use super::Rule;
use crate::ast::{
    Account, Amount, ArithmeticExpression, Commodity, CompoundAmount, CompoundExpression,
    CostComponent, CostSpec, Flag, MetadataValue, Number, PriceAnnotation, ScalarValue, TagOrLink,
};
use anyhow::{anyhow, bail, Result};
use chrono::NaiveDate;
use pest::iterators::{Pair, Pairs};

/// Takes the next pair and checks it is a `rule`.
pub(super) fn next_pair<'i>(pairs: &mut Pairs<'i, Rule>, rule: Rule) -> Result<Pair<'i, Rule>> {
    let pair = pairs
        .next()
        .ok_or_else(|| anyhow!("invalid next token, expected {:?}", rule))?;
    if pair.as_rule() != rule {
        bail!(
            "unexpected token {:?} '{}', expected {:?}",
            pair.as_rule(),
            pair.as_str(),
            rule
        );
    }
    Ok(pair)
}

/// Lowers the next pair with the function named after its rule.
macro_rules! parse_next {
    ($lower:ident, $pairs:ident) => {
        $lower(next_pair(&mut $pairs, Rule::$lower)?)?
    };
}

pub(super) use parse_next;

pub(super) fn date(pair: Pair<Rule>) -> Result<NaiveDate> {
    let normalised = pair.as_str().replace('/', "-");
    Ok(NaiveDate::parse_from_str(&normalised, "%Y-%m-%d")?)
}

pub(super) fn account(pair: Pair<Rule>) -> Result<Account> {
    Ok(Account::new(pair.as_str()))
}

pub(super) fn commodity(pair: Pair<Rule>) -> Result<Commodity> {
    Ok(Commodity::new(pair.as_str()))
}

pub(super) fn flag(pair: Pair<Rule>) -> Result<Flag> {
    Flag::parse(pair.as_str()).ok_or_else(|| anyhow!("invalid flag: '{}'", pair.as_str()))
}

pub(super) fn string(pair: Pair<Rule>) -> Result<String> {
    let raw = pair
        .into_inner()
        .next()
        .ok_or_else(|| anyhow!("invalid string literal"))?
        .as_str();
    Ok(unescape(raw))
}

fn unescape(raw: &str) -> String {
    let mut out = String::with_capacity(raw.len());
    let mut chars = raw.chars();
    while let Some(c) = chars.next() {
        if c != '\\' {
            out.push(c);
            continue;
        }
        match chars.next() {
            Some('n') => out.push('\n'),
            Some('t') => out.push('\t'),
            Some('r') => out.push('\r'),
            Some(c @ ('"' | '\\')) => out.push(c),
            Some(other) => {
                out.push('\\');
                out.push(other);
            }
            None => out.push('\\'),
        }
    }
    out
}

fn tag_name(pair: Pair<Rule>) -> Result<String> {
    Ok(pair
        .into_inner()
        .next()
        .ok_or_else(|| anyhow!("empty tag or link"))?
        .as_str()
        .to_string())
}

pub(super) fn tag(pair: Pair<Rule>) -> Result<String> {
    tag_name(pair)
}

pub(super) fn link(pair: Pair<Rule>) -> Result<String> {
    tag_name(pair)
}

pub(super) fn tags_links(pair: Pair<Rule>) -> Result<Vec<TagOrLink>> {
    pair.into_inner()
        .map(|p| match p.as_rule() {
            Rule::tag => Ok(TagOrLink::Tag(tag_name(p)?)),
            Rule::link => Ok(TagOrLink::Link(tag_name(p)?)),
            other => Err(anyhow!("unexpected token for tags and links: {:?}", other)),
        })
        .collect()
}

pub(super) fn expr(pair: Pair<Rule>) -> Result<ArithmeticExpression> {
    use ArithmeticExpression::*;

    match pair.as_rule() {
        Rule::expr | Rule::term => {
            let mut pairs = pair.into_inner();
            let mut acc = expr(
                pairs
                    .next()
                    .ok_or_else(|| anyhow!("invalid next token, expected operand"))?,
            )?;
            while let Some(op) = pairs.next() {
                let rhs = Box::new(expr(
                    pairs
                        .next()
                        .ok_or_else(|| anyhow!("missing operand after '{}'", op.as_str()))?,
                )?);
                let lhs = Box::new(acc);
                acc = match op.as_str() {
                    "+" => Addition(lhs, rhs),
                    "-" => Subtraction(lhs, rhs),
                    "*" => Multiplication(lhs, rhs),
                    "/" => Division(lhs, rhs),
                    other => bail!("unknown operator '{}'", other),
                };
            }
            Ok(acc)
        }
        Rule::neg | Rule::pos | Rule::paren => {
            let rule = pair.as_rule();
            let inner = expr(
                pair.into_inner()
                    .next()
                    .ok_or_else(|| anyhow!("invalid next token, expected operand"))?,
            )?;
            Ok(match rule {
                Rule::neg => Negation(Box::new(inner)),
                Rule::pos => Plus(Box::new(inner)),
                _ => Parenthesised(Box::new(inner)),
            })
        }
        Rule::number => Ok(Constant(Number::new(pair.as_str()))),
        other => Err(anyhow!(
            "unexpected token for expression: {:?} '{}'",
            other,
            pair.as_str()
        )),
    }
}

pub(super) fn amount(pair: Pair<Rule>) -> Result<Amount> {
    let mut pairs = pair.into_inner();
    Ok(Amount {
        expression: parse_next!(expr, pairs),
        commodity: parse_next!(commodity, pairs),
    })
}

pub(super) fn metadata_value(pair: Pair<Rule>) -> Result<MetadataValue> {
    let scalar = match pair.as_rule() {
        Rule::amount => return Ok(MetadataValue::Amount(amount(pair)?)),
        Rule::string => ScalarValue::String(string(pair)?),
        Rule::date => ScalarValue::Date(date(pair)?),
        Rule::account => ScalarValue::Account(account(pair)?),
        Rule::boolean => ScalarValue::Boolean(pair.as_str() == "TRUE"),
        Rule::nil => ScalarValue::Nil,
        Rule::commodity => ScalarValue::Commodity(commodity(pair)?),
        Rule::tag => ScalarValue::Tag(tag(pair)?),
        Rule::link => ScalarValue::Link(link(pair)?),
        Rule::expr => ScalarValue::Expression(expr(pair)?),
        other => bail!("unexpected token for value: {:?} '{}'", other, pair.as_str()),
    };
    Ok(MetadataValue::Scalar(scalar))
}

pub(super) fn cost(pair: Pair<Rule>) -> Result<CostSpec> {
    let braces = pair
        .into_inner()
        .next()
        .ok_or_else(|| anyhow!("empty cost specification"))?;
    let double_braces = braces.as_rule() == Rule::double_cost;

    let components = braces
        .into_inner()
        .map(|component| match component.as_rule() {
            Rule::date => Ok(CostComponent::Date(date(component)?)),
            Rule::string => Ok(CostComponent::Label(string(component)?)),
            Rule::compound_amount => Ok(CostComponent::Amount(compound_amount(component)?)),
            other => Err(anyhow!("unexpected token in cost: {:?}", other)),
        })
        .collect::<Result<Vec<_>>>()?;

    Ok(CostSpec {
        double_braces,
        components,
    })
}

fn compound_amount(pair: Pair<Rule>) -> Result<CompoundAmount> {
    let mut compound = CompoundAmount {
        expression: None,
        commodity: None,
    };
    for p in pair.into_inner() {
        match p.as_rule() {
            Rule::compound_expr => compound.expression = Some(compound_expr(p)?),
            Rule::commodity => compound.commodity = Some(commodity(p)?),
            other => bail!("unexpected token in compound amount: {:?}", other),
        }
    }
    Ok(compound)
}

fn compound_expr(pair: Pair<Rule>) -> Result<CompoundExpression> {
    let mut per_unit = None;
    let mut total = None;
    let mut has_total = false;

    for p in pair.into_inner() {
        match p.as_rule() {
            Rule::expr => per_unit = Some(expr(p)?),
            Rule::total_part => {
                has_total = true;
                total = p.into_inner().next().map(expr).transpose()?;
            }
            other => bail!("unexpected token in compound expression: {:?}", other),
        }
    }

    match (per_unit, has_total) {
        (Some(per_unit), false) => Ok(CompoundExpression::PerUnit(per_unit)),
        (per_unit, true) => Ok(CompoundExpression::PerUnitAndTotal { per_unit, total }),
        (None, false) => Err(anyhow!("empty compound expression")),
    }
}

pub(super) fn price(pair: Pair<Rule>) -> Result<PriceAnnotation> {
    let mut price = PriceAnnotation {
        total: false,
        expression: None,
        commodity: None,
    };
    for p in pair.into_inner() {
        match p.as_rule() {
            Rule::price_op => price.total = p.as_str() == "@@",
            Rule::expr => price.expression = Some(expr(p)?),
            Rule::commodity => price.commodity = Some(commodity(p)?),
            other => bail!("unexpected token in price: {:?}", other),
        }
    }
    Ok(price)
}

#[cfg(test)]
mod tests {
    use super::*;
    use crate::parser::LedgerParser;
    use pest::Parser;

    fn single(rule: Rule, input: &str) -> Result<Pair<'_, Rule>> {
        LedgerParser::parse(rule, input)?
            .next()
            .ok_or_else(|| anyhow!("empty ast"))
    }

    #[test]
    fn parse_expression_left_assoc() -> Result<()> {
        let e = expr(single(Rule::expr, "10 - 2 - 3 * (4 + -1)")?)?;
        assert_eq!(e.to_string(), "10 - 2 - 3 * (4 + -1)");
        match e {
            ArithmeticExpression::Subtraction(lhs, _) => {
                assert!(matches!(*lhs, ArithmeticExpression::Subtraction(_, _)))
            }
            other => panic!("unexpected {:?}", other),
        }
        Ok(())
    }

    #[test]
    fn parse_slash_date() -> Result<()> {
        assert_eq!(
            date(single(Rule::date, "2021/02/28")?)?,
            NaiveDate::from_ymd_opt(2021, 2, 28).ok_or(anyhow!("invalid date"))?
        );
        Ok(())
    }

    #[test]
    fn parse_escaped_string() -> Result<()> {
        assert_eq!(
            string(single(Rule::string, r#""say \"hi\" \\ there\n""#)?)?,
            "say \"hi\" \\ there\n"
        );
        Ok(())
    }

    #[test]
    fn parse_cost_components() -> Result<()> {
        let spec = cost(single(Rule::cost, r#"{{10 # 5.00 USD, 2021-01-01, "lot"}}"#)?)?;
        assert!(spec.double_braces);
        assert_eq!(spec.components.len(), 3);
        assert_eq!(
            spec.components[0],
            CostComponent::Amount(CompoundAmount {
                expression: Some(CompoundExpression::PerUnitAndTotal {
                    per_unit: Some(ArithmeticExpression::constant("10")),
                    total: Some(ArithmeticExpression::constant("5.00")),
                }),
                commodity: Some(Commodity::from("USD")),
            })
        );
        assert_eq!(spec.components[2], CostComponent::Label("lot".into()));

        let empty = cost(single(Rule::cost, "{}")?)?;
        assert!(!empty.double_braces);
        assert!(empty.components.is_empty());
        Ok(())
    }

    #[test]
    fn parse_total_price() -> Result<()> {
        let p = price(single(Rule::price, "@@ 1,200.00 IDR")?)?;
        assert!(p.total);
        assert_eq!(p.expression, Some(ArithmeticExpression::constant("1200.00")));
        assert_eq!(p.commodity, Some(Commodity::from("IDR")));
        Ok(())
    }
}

---

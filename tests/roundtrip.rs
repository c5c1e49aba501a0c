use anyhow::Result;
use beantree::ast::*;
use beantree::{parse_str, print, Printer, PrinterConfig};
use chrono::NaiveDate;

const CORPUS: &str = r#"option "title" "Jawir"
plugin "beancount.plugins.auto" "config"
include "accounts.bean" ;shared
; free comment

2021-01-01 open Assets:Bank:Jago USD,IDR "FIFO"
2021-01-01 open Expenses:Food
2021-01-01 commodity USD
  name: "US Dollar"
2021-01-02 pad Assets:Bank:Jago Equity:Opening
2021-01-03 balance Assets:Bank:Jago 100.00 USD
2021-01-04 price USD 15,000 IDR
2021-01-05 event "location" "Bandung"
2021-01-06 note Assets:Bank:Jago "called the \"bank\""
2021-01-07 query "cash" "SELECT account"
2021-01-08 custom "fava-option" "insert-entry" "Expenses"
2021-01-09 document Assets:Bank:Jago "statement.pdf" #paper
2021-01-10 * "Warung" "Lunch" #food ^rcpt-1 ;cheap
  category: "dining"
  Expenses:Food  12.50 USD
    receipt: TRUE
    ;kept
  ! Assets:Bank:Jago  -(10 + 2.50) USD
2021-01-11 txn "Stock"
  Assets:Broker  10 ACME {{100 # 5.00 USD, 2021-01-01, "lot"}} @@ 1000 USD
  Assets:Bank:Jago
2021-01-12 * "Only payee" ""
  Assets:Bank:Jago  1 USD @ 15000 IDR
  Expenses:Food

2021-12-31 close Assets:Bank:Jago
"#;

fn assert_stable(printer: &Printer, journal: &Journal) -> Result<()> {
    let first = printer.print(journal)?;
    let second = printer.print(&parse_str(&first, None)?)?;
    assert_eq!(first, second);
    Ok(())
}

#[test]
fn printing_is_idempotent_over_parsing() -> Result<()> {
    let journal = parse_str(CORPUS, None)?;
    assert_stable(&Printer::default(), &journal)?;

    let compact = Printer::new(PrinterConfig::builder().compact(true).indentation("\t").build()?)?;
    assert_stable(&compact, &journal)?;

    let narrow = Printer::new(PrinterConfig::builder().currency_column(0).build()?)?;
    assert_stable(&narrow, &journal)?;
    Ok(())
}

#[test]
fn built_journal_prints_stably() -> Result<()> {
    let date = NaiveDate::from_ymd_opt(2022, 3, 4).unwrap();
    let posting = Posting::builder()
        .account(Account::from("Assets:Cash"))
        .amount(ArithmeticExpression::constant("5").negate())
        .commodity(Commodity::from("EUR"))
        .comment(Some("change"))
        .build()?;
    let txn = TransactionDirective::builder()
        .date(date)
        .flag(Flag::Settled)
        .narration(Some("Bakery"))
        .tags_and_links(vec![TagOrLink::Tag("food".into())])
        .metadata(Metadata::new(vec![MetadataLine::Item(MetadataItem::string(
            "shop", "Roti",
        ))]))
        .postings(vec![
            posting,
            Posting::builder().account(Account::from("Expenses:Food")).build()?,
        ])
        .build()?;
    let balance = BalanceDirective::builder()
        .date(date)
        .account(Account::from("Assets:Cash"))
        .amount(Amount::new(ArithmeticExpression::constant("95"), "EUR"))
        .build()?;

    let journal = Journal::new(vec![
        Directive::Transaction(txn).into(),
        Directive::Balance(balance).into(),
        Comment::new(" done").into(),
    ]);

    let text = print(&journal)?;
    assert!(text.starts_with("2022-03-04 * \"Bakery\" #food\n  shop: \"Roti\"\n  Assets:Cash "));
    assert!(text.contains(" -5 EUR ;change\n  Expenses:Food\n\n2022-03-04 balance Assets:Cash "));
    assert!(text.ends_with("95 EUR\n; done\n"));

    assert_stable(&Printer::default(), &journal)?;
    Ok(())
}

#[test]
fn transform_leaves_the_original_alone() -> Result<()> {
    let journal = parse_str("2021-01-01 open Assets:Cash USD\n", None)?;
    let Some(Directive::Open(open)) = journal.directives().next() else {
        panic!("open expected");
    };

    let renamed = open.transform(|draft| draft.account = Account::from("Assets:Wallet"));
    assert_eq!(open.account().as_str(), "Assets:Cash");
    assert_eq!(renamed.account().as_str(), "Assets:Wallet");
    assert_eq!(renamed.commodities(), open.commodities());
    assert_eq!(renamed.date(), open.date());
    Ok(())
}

[What to produce] When the word "tests" appears in a line of the listing, copy that line.

[Task output]
mod tests {
filename tests/roundtrip.rs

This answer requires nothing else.